***** DATA LISTING *****

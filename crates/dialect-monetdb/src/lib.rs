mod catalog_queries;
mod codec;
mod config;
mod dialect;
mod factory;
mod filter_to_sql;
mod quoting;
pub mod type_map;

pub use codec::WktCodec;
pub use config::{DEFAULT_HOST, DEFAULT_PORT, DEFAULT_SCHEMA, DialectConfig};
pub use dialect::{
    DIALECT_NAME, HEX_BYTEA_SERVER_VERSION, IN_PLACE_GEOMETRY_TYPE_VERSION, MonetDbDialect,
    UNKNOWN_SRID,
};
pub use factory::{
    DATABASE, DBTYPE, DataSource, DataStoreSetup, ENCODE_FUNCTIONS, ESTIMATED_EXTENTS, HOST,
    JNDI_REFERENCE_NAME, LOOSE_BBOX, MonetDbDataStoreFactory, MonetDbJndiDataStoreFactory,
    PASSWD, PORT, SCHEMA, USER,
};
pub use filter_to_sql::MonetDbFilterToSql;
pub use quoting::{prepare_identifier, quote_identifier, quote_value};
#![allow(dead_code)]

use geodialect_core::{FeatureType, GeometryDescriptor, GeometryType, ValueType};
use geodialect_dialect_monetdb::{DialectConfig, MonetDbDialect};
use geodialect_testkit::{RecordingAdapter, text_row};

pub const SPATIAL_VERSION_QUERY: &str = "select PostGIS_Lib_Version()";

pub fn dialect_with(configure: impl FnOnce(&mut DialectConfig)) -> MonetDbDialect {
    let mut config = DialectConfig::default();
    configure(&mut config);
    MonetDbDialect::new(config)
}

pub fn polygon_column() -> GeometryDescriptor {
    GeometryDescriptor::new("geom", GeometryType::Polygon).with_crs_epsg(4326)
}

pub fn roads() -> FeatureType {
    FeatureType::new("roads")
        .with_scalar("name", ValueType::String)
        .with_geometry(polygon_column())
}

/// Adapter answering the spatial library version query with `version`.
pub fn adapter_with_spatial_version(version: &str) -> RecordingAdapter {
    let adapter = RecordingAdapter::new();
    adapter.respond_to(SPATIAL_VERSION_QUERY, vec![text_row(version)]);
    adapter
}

*****
***** DATA LISTING *****

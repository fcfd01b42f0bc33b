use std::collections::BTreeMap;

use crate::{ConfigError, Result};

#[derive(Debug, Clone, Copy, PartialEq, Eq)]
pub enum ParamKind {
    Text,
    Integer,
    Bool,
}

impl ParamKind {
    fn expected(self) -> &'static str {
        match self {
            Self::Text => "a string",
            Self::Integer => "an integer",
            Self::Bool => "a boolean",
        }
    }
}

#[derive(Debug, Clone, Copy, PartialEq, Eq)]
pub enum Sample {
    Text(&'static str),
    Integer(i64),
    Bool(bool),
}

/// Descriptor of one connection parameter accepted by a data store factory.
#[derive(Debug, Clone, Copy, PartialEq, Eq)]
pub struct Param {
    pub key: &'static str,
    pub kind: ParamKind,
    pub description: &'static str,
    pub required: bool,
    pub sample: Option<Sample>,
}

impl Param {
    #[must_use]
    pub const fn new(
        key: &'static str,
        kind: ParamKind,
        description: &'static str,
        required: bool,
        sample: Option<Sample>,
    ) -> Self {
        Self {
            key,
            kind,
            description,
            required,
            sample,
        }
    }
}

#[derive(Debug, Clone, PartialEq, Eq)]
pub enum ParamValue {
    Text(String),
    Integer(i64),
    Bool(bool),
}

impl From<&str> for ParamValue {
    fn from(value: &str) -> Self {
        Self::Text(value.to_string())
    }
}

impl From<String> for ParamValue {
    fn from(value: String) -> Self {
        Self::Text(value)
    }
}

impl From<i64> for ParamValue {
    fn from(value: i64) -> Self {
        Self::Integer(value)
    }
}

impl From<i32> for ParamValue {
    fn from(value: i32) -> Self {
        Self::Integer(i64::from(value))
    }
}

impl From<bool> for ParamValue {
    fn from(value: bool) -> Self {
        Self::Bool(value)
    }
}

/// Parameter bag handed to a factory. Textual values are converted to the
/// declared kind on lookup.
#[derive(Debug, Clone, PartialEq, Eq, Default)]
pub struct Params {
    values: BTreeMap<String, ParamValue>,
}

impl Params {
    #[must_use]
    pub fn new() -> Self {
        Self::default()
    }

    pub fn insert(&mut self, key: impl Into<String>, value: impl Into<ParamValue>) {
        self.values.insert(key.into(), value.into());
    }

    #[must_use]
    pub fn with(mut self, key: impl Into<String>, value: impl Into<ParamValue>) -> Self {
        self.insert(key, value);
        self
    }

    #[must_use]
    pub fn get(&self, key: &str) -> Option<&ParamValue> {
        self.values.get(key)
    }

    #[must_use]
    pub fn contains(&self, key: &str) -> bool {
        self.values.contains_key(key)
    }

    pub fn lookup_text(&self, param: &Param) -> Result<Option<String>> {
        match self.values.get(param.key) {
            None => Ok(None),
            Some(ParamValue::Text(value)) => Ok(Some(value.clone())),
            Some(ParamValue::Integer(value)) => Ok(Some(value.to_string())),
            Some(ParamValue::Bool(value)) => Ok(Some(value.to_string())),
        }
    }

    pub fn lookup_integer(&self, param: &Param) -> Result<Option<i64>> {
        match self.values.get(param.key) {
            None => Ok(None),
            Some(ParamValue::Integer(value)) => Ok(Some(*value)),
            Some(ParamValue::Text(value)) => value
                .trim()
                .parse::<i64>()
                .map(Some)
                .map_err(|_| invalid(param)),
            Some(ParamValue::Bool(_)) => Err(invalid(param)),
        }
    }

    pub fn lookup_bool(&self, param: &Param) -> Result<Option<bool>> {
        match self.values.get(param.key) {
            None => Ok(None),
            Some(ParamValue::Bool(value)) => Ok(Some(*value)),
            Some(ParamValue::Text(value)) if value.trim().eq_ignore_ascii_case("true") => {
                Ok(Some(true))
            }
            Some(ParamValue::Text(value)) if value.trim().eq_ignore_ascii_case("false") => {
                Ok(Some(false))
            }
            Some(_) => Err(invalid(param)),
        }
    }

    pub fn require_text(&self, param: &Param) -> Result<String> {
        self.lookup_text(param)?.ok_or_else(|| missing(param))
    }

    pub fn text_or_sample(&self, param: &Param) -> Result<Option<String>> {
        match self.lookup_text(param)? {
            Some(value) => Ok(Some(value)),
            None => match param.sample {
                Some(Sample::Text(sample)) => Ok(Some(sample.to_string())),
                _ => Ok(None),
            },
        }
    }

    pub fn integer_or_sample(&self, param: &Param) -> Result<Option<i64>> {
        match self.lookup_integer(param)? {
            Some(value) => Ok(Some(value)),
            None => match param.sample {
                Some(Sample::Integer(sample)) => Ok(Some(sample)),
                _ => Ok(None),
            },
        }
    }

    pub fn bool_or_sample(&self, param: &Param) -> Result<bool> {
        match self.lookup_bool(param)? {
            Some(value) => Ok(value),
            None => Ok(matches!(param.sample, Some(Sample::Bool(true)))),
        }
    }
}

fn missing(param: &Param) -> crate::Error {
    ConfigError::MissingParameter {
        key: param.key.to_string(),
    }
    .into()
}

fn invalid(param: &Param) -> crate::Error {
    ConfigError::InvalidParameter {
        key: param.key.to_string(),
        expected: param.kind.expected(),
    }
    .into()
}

*****
***** DATA LISTING *****

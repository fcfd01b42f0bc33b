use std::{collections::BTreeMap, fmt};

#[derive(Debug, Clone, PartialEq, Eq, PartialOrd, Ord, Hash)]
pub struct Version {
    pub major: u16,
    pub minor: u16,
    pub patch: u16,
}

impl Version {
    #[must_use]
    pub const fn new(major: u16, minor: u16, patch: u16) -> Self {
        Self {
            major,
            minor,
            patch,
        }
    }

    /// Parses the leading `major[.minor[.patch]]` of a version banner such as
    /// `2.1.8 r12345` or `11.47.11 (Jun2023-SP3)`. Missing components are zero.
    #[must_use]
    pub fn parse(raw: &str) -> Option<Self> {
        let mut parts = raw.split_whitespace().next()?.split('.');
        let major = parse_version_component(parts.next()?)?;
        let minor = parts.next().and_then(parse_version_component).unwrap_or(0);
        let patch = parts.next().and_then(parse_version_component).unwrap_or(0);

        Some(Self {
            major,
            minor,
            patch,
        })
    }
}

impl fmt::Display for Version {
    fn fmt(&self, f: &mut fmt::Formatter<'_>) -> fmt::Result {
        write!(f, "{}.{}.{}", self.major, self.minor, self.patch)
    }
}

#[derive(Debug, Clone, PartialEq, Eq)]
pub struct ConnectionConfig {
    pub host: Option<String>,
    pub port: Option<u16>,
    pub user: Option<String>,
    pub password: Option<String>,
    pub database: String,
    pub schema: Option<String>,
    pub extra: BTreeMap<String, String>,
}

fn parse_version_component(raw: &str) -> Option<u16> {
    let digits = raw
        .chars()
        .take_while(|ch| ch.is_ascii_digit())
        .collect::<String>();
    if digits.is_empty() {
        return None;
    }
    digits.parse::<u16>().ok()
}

*****

## ASSIGNED TASK
Go through the material and select each line with the string "collections" in it.

## ANSWER SECTION
use std::collections::BTreeMap;
use std::{collections::BTreeMap, fmt};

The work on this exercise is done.